■ Exercise input:
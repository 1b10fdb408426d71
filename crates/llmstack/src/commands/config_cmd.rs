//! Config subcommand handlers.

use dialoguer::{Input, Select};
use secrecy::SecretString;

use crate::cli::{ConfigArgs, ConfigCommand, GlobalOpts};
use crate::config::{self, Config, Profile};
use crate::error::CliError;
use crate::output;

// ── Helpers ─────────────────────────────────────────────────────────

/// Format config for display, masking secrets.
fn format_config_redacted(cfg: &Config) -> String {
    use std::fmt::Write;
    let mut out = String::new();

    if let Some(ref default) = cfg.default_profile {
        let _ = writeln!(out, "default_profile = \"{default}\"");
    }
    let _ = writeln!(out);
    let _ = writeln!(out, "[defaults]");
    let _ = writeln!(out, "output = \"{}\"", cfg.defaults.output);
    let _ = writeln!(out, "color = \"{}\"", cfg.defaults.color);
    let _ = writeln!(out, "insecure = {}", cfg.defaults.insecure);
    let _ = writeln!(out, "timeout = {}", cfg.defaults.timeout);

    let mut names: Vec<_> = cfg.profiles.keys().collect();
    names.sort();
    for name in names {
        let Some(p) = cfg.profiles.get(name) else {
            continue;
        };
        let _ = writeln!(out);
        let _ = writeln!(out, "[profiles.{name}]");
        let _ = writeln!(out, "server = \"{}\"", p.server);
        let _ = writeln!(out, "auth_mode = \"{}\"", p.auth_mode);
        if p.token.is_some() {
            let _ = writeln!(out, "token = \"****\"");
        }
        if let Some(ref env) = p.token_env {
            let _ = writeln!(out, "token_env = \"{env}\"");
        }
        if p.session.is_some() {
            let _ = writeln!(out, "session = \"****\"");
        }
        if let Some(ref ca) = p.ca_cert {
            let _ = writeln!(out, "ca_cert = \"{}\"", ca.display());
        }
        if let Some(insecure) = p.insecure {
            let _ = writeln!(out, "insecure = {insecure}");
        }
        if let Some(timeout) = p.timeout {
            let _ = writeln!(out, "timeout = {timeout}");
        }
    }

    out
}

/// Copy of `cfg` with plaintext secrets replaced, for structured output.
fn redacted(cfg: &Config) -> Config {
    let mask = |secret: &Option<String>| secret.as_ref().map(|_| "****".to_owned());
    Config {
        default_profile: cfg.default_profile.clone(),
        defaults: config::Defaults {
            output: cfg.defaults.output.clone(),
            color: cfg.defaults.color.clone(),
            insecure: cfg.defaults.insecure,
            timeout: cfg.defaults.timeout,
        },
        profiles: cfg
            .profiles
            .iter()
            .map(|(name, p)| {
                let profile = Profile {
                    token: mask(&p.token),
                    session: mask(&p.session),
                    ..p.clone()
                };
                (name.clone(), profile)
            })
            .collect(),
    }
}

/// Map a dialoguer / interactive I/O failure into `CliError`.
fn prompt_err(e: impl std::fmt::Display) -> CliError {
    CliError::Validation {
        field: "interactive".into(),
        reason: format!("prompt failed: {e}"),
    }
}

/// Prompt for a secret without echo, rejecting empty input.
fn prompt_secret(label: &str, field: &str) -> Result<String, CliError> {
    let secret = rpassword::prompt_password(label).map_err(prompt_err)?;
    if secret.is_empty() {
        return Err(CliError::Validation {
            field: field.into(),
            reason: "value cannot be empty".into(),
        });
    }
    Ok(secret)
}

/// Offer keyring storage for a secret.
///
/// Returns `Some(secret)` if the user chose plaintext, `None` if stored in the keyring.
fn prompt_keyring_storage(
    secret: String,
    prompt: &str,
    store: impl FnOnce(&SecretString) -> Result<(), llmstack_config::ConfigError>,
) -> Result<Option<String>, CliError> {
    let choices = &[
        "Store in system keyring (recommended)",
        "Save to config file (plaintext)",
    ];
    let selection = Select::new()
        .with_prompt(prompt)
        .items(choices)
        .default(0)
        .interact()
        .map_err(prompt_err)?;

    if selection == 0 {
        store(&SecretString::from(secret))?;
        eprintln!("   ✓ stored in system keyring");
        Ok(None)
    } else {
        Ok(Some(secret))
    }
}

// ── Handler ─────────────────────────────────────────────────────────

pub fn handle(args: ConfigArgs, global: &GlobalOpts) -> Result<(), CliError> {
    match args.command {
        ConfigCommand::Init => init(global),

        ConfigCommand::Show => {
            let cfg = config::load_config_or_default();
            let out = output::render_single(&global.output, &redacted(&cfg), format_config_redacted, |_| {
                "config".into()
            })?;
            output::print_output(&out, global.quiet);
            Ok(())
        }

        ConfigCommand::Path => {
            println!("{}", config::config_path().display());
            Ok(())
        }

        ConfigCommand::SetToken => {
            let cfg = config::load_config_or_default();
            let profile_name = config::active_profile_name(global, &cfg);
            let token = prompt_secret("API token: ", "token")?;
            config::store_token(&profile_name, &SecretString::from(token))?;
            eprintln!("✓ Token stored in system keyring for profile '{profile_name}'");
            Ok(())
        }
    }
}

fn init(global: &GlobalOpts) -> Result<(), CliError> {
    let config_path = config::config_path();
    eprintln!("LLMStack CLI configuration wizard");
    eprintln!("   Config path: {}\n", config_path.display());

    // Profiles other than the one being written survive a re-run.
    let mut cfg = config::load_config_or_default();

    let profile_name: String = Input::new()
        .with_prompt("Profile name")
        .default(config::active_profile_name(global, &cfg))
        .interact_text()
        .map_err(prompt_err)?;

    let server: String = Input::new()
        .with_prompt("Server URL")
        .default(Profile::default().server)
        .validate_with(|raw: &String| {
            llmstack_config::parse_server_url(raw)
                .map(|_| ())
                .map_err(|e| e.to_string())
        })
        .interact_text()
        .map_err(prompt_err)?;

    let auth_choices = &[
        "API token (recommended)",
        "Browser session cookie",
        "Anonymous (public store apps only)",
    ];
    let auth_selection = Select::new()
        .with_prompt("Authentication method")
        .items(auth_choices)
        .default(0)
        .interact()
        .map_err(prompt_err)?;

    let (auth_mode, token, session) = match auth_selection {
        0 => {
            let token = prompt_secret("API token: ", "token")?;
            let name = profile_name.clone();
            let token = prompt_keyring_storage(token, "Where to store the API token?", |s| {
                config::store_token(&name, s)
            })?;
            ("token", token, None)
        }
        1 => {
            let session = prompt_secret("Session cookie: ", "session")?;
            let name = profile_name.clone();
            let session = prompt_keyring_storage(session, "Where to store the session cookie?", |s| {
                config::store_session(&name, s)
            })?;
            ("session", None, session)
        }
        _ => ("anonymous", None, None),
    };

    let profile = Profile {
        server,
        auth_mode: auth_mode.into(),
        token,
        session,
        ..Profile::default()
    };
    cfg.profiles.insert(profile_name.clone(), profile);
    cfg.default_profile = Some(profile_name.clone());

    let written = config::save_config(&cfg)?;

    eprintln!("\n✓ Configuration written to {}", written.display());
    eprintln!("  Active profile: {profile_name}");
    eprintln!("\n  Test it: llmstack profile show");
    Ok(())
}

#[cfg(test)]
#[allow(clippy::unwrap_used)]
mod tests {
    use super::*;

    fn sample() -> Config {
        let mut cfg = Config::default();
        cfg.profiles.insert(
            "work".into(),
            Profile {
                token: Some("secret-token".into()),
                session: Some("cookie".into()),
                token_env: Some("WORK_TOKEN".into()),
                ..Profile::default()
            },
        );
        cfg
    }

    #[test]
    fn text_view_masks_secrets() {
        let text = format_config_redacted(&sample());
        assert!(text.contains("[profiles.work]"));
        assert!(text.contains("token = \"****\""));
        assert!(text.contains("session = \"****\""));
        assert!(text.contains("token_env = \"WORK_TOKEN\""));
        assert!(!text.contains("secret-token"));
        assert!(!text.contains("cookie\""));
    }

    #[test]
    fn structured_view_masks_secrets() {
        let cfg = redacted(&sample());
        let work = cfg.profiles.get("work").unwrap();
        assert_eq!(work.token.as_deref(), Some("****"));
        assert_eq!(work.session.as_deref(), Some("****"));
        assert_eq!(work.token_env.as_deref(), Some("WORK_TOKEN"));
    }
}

■ What you should do: Which lines above include "init"? Show each of them by copying it.

■ Result:
        ConfigCommand::Init => init(global),
fn init(global: &GlobalOpts) -> Result<(), CliError> {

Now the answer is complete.